With increase in real-time insights, Apache Spark has moved from a talking point in the boardroom discussions to enterprise deployments in production. It is undeniable that Apache Spark is not just a component of the Hadoop ecosystem but has become the lingua franca of big data analytics for many organizations. Over 750 contributors from 200+ companies and increasing number of use cases in myriad industries like retail, healthcare, finance, advertising and education- Apache Spark continues to gain attention in the big data space. Spark puts the promise for faster data processing and easier development. Enthusiastic to know how Spark achieves this? To answer this question, let’s introduce the Apache Spark ecosystem and explain the Spark components which make Apache Spark fast and reliable. A lot of these Spark components were built to resolve the issues that cropped up while using Hadoop MapReduce.
All the above facts and figures show how the Spark Ecosystem has grown since 2010, with development of various libraries and frameworks that allow faster and more advanced data analytics than Hadoop.

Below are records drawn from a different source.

//! Error types for stagemem

use thiserror::Error;

use crate::types::Stage;

/// Result type alias for stagemem operations
pub type Result<T> = std::result::Result<T, StageMemError>;

/// Main error type for stagemem
#[derive(Error, Debug)]
pub enum StageMemError {
    #[error("Duplicate entry id: {0}")]
    DuplicateId(String),

    #[error("Entry not found: {0}")]
    NotFound(String),

    #[error("Invalid transition for {id}: {message}")]
    InvalidTransition { id: String, message: String },

    #[error("No available agent for task kind: {0}")]
    NoAvailableAgent(String),

    #[error("Unclassifiable request: {0}")]
    UnclassifiableRequest(String),

    #[error("Duplicate agent id: {0}")]
    DuplicateAgentId(String),

    #[error("Agent not found: {0}")]
    AgentNotFound(String),

    #[error("Task not found: {0}")]
    TaskNotFound(String),

    #[error("Task {task_id} timed out after {timeout_ms}ms")]
    Timeout { task_id: String, timeout_ms: u64 },

    #[error("Agent execution error: {0}")]
    AgentExecution(String),

    #[error("Invalid input: {0}")]
    InvalidInput(String),

    #[error("Configuration error: {0}")]
    Config(String),

    #[error("Serialization error: {0}")]
    Serialization(#[from] serde_json::Error),

    #[error("IO error: {0}")]
    Io(#[from] std::io::Error),

    #[error("Internal error: {0}")]
    Internal(String),
}

impl StageMemError {
    pub(crate) fn boundary(id: &str, stage: Stage, direction: &str) -> Self {
        StageMemError::InvalidTransition {
            id: id.to_string(),
            message: format!("cannot {} from {}", direction, stage),
        }
    }

    /// Check if error is retryable
    pub fn is_retryable(&self) -> bool {
        matches!(
            self,
            StageMemError::Timeout { .. } | StageMemError::AgentExecution(_)
        )
    }

    /// Stable numeric code for external reporting
    pub fn code(&self) -> i64 {
        match self {
            StageMemError::DuplicateId(_) => -32010,
            StageMemError::NotFound(_) => -32001,
            StageMemError::InvalidTransition { .. } => -32011,
            StageMemError::NoAvailableAgent(_) => -32020,
            StageMemError::UnclassifiableRequest(_) => -32602,
            StageMemError::DuplicateAgentId(_) => -32021,
            StageMemError::AgentNotFound(_) => -32022,
            StageMemError::TaskNotFound(_) => -32030,
            StageMemError::Timeout { .. } => -32031,
            StageMemError::AgentExecution(_) => -32032,
            StageMemError::InvalidInput(_) => -32602,
            StageMemError::Config(_) => -32040,
            _ => -32000,
        }
    }
}
//! Structural snapshots of a graph for persistence and undo.
//!
//! A snapshot captures what is needed to rebuild a graph through a
//! [`NodeRegistry`]: node identities, type names, parameters, input
//! defaults, and the connection list. Live slot data is deliberately
//! not captured, it is transient state that the next evaluation pass
//! recomputes.

use crate::connect;
use crate::error::{GraphError, GraphResult};
use crate::graph::{Connection, Graph};
use crate::id::NodeId;
use crate::node::Param;
use crate::registry::NodeRegistry;
use crate::value::Value;
use serde::{Deserialize, Serialize};
use tracing::warn;

/// Rebuildable state of a single node.
#[derive(Debug, Clone, PartialEq, Serialize, Deserialize)]
pub struct NodeSnapshot {
    pub id: NodeId,
    pub type_name: String,
    pub name: String,
    pub params: Vec<Param>,
    /// Input defaults present at capture time, in declaration order.
    pub input_defaults: Vec<(String, Value)>,
}

/// Rebuildable state of a whole graph.
#[derive(Debug, Clone, PartialEq, Serialize, Deserialize)]
pub struct GraphSnapshot {
    pub nodes: Vec<NodeSnapshot>,
    pub connections: Vec<Connection>,
}

impl GraphSnapshot {
    /// Capture the graph's structure. Nodes are recorded in ascending
    /// id order, connections in admission order.
    pub fn capture(graph: &Graph) -> Self {
        let mut nodes = Vec::with_capacity(graph.node_count());
        for id in graph.node_ids() {
            let Some(node) = graph.node(id) else {
                continue;
            };
            let core = node.core();
            let input_defaults = core
                .input_names()
                .filter_map(|name| {
                    core.find_input_slot(name)
                        .and_then(|slot| slot.default_value())
                        .map(|default| (name.to_string(), default.clone()))
                })
                .collect();
            nodes.push(NodeSnapshot {
                id,
                type_name: node.type_name().to_string(),
                name: core.name().to_string(),
                params: core.params().to_vec(),
                input_defaults,
            });
        }
        Self {
            nodes,
            connections: graph.connections().to_vec(),
        }
    }

    /// Rebuild a graph from this snapshot using the registry's
    /// constructors.
    ///
    /// Every connection is re-admitted through the validation rules, so
    /// a restored graph holds the same invariants as a live one. A type
    /// name the registry does not know fails the whole restore; a
    /// recorded default for a slot the rebuilt node no longer declares
    /// is skipped with a warning.
    pub fn restore(&self, registry: &NodeRegistry) -> GraphResult<Graph> {
        let mut graph = Graph::new();
        for snap in &self.nodes {
            let mut node = registry
                .create(&snap.type_name, snap.id, &snap.name)
                .ok_or_else(|| GraphError::UnknownNodeType(snap.type_name.clone()))?;

            let core = node.core_mut();
            for (slot_name, default) in &snap.input_defaults {
                match core.find_input_slot_mut(slot_name) {
                    Some(slot) => slot.set_default(default.clone()),
                    None => warn!(
                        node = %snap.name,
                        slot = %slot_name,
                        "snapshot default for a slot the node no longer declares, skipping"
                    ),
                }
            }
            for param in &snap.params {
                core.set_param(&param.name, &param.value);
            }
            graph.add_node_with_id(snap.id, node);
        }

        for conn in &self.connections {
            connect::connect(&mut graph, conn.from.clone(), conn.to.clone()).map_err(|e| {
                e.with_context(format!(
                    "restoring connection {} -> {}",
                    conn.from, conn.to
                ))
            })?;
        }
        Ok(graph)
    }
}
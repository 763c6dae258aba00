//! # VisionFlow: Typed Dataflow Graph Core
//!
//! The graph model behind a visual vision-pipeline editor. Nodes
//! exchange images, scalars, and point sets through named typed slots;
//! validated pin-to-pin connections wire them together; one evaluation
//! pass runs every node in dependency order.
//!
//! ## Architecture
//!
//! - **Values**: the closed [`Value`] union of payloads slots can hold
//! - **Nodes**: the [`Node`] trait over [`NodeCore`] storage for slots,
//!   execution pins, and string parameters
//! - **Graph**: an id-keyed arena of owned nodes plus the ordered
//!   connection list
//! - **Admission**: validated wiring in [`connect`] keeping every input
//!   single-writer and the whole graph acyclic
//! - **Evaluation**: deterministic dependency ordering with per-node
//!   failure containment in [`evaluate`]
//! - **Persistence**: structural [`GraphSnapshot`]s rebuilt through a
//!   [`NodeRegistry`]
//!
//! ## Example
//!
//! ```ignore
//! use visionflow::{connect, evaluate, Graph, NodeId, NodeRegistry, PinId};
//!
//! // Node types are registered once at startup.
//! let mut registry = NodeRegistry::new();
//! registry.register("LoadImage", |id, name| LoadImageNode::boxed(id, name));
//! registry.register("Threshold", |id, name| ThresholdNode::boxed(id, name));
//!
//! let mut graph = Graph::new();
//! let load = graph.add_node(registry.create("LoadImage", NodeId::INVALID, "load").unwrap());
//! let thresh = graph.add_node(registry.create("Threshold", NodeId::INVALID, "thresh").unwrap());
//!
//! graph.node_mut(load).unwrap().core_mut().set_param("path", "frame.png");
//! connect(&mut graph, PinId::new(load, "Image"), PinId::new(thresh, "Image"))?;
//!
//! let report = evaluate(&mut graph)?;
//! assert!(report.is_clean());
//! ```

pub mod connect;
pub mod error;
pub mod evaluate;
pub mod graph;
pub mod id;
pub mod node;
pub mod pin;
pub mod registry;
pub mod slot;
pub mod snapshot;
pub mod value;

// Re-export commonly used types
pub use connect::{can_connect, connect, disconnect, would_create_cycle};
pub use error::{GraphError, GraphResult, ProcessError};
pub use evaluate::{evaluate, evaluation_order, EvalReport};
pub use graph::{Connection, Graph};
pub use id::{NodeId, PinId};
pub use node::{Node, NodeCore, Param};
pub use pin::{PinDescriptor, PinDirection, PinKind};
pub use registry::{NodeConstructor, NodeRegistry};
pub use slot::Slot;
pub use snapshot::{GraphSnapshot, NodeSnapshot};
pub use value::{ImageBuffer, Point, Value, ValueKind};
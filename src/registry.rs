//! Factory registry mapping type names to node constructors.
//!
//! The registry is an explicit object owned by the embedding
//! application, not process-global state. Hosts register every node
//! type at startup and hand the registry to whatever needs to build
//! nodes from names, such as the editor palette or snapshot restore.

use crate::id::NodeId;
use crate::node::Node;
use std::fmt;
use tracing::debug;

/// Builds a concrete node from the identity and display name chosen by
/// the caller.
pub type NodeConstructor = Box<dyn Fn(NodeId, &str) -> Box<dyn Node> + Send + Sync>;

struct RegistryEntry {
    type_name: String,
    build: NodeConstructor,
}

/// Name-keyed collection of node constructors.
#[derive(Default)]
pub struct NodeRegistry {
    entries: Vec<RegistryEntry>,
}

impl NodeRegistry {
    pub fn new() -> Self {
        Self::default()
    }

    /// Register a constructor under a type name. Registering a name a
    /// second time replaces the earlier constructor.
    pub fn register<F>(&mut self, type_name: impl Into<String>, build: F)
    where
        F: Fn(NodeId, &str) -> Box<dyn Node> + Send + Sync + 'static,
    {
        let type_name = type_name.into();
        let build: NodeConstructor = Box::new(build);
        if let Some(entry) = self.entries.iter_mut().find(|e| e.type_name == type_name) {
            debug!(type_name = %type_name, "replacing registered node constructor");
            entry.build = build;
        } else {
            self.entries.push(RegistryEntry { type_name, build });
        }
    }

    /// Build a node of the named type, or `None` when the type is not
    /// registered.
    pub fn create(&self, type_name: &str, id: NodeId, name: &str) -> Option<Box<dyn Node>> {
        self.entries
            .iter()
            .find(|e| e.type_name == type_name)
            .map(|e| (e.build)(id, name))
    }

    pub fn is_registered(&self, type_name: &str) -> bool {
        self.entries.iter().any(|e| e.type_name == type_name)
    }

    /// All registered type names, sorted ascending for stable palette
    /// listings.
    pub fn type_names(&self) -> Vec<&str> {
        let mut names: Vec<&str> = self.entries.iter().map(|e| e.type_name.as_str()).collect();
        names.sort_unstable();
        names
    }

    pub fn len(&self) -> usize {
        self.entries.len()
    }

    pub fn is_empty(&self) -> bool {
        self.entries.is_empty()
    }
}

impl fmt::Debug for NodeRegistry {
    fn fmt(&self, f: &mut fmt::Formatter<'_>) -> fmt::Result {
        f.debug_struct("NodeRegistry")
            .field("types", &self.type_names())
            .finish()
    }
}
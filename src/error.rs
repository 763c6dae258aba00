//! Error types for graph mutation and evaluation.
//!
//! Connection rejections and evaluation faults are ordinary `Err` values
//! so the UI can react to them without any control-flow transfer. Node
//! processing failures use the separate [`ProcessError`], which the
//! evaluator contains to the offending node.

use crate::id::{NodeId, PinId};
use crate::pin::PinKind;
use crate::value::ValueKind;
use thiserror::Error;

/// Failures surfaced by graph mutation, connection admission, ordering,
/// and snapshot reconstruction.
#[derive(Error, Debug)]
pub enum GraphError {
    /// An endpoint references a node that is not in the graph.
    #[error("node {0} does not exist")]
    UnknownNode(NodeId),

    /// An endpoint names a pin its node never declared.
    #[error("node {node} has no pin named '{name}'")]
    UnknownPin { node: NodeId, name: String },

    /// The source endpoint exists but is not an output pin.
    #[error("pin {0} is not an output")]
    NotAnOutput(PinId),

    /// The destination endpoint exists but is not an input pin.
    #[error("pin {0} is not an input")]
    NotAnInput(PinId),

    /// Both endpoints belong to the same node.
    #[error("cannot connect node {0} to itself")]
    SelfConnection(NodeId),

    /// Execution pins connect only to execution pins, data to data.
    #[error("pin kind mismatch: {from} output cannot feed {to} input")]
    KindMismatch { from: PinKind, to: PinKind },

    /// Data pins require exactly equal declared value kinds.
    #[error("data type mismatch: {from} output cannot feed {to} input")]
    TypeMismatch { from: ValueKind, to: ValueKind },

    /// Admitting the edge would make the destination reach back to the
    /// source, so it is refused outright.
    #[error("connecting node {from} to node {to} would create a cycle")]
    WouldCycle { from: NodeId, to: NodeId },

    /// An evaluation order was requested for a graph that contains a
    /// cycle. Only reachable when edges bypassed admission checks.
    #[error("graph contains a cycle; no evaluation order exists")]
    CycleDetected,

    /// The registry has no constructor for the requested type tag.
    #[error("unknown node type '{0}'")]
    UnknownNodeType(String),

    /// A failure with surrounding context (e.g. which snapshot edge
    /// could not be re-admitted).
    #[error("{context}: {source}")]
    WithContext {
        context: String,
        #[source]
        source: Box<GraphError>,
    },
}

impl GraphError {
    /// Wrap this error with context.
    pub fn with_context(self, context: impl Into<String>) -> Self {
        GraphError::WithContext {
            context: context.into(),
            source: Box::new(self),
        }
    }
}

/// Result type alias for graph operations.
pub type GraphResult<T> = std::result::Result<T, GraphError>;

/// A failure inside one node's `process` call.
///
/// The evaluator clears the node's outputs, records the failure, and
/// keeps evaluating; siblings and downstream nodes only ever see the
/// resulting empty data.
#[derive(Error, Debug)]
pub enum ProcessError {
    /// The node's underlying operation failed.
    #[error("{0}")]
    Failed(String),

    /// A required input was absent and the node chose to report it.
    /// Ordinary unconnected inputs should degrade to empty outputs
    /// instead of using this.
    #[error("required input '{slot}' has no data")]
    MissingInput { slot: String },

    /// An I/O failure from a node that intentionally touches files.
    #[error("I/O error: {0}")]
    Io(#[from] std::io::Error),
}
//! Whole-graph evaluation: dependency ordering plus one `process` pass.
//!
//! Both edge kinds induce the same constraint, source before
//! destination. The order is computed with a Kahn traversal that breaks
//! ties by ascending node id, so a given topology always evaluates in
//! the same sequence regardless of insertion order.
//!
//! A node that fails to process does not abort the pass: its outputs
//! are cleared, the failure is recorded in the report, and downstream
//! nodes see the resulting emptiness through the normal transfer step.

use crate::error::{GraphError, GraphResult, ProcessError};
use crate::graph::Graph;
use crate::id::{NodeId, PinId};
use crate::pin::PinKind;
use std::cmp::Reverse;
use std::collections::{BinaryHeap, HashMap};
use tracing::{debug, warn};

/// Outcome of one evaluation pass.
#[derive(Debug, Default)]
pub struct EvalReport {
    /// The order nodes were visited in.
    pub order: Vec<NodeId>,
    /// How many nodes processed without error.
    pub completed: usize,
    /// Nodes whose `process` returned an error, in visit order.
    pub failures: Vec<(NodeId, ProcessError)>,
}

impl EvalReport {
    /// Whether every node processed successfully.
    pub fn is_clean(&self) -> bool {
        self.failures.is_empty()
    }
}

/// Topological order over all nodes, ascending node id among ties.
///
/// Edges admitted through [`crate::connect::connect`] cannot form a
/// cycle, so `CycleDetected` only ever surfaces for graphs assembled
/// through the raw connection list. Edges whose endpoints are not in
/// the arena are ignored.
pub fn evaluation_order(graph: &Graph) -> GraphResult<Vec<NodeId>> {
    let mut indegree: HashMap<NodeId, usize> =
        graph.node_ids().into_iter().map(|id| (id, 0)).collect();
    let mut successors: HashMap<NodeId, Vec<NodeId>> = HashMap::new();

    for edge in graph.connections() {
        if !indegree.contains_key(&edge.from.node) {
            continue;
        }
        let Some(count) = indegree.get_mut(&edge.to.node) else {
            continue;
        };
        *count += 1;
        successors.entry(edge.from.node).or_default().push(edge.to.node);
    }

    let mut ready: BinaryHeap<Reverse<NodeId>> = indegree
        .iter()
        .filter(|(_, &count)| count == 0)
        .map(|(&id, _)| Reverse(id))
        .collect();

    let mut order = Vec::with_capacity(indegree.len());
    while let Some(Reverse(id)) = ready.pop() {
        order.push(id);
        let Some(next) = successors.get(&id) else {
            continue;
        };
        for &succ in next {
            let Some(count) = indegree.get_mut(&succ) else {
                continue;
            };
            *count -= 1;
            if *count == 0 {
                ready.push(Reverse(succ));
            }
        }
    }

    if order.len() != graph.node_count() {
        return Err(GraphError::CycleDetected);
    }
    Ok(order)
}

/// Evaluate the whole graph once.
///
/// Per node: pull data across inbound edges, then run `process`. When
/// an upstream output is empty its destination input is cleared rather
/// than left stale, so emptiness flows downstream and slot defaults
/// take over. Processing failures are contained per node.
pub fn evaluate(graph: &mut Graph) -> GraphResult<EvalReport> {
    let order = evaluation_order(graph)?;
    let mut completed = 0usize;
    let mut failures: Vec<(NodeId, ProcessError)> = Vec::new();

    for &id in &order {
        transfer_inputs(graph, id);
        let Some(node) = graph.node_mut(id) else {
            continue;
        };
        match node.process() {
            Ok(()) => completed += 1,
            Err(err) => {
                warn!(node_id = %id, error = %err, "node failed to process, clearing outputs");
                node.core_mut().clear_all_outputs();
                failures.push((id, err));
            }
        }
    }

    debug!(
        nodes = order.len(),
        failed = failures.len(),
        "evaluation pass finished"
    );
    Ok(EvalReport {
        order,
        completed,
        failures,
    })
}

/// Copy upstream output values into this node's inputs across every
/// inbound data edge. Missing endpoints are skipped; an empty upstream
/// output clears the destination.
fn transfer_inputs(graph: &mut Graph, id: NodeId) {
    let inbound: Vec<(PinId, String)> = graph
        .connections_into(id)
        .filter(|c| c.kind == PinKind::Data)
        .map(|c| (c.from.clone(), c.to.name.clone()))
        .collect();

    for (from, dest) in inbound {
        let payload = graph
            .node(from.node)
            .and_then(|n| n.core().find_output_slot(&from.name))
            .and_then(|slot| slot.has_data().then(|| slot.get().clone()));

        let Some(node) = graph.node_mut(id) else {
            return;
        };
        let Some(slot) = node.core_mut().find_input_slot_mut(&dest) else {
            continue;
        };
        match payload {
            Some(value) => slot.set(value),
            None => slot.clear(),
        }
    }
}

Apache Spark is a powerful alternative to Hadoop MapReduce, with several, rich functionality features, like machine learning, real-time stream processing and graph computations. A 2015 survey on Apache Spark, reported that 91% of Spark users consider performance as a vital factor in its growth. With a benchmark performance of running big data applications 100 times faster on Hadoop clusters - Apache Spark allows for entirely new use cases to enhance the value of big data. Apache Spark is gaining popularity and is emerging as the standard execution engine in Hadoop because of its extensible and flexible API’s, high performance, ease of use and increased developer productivity.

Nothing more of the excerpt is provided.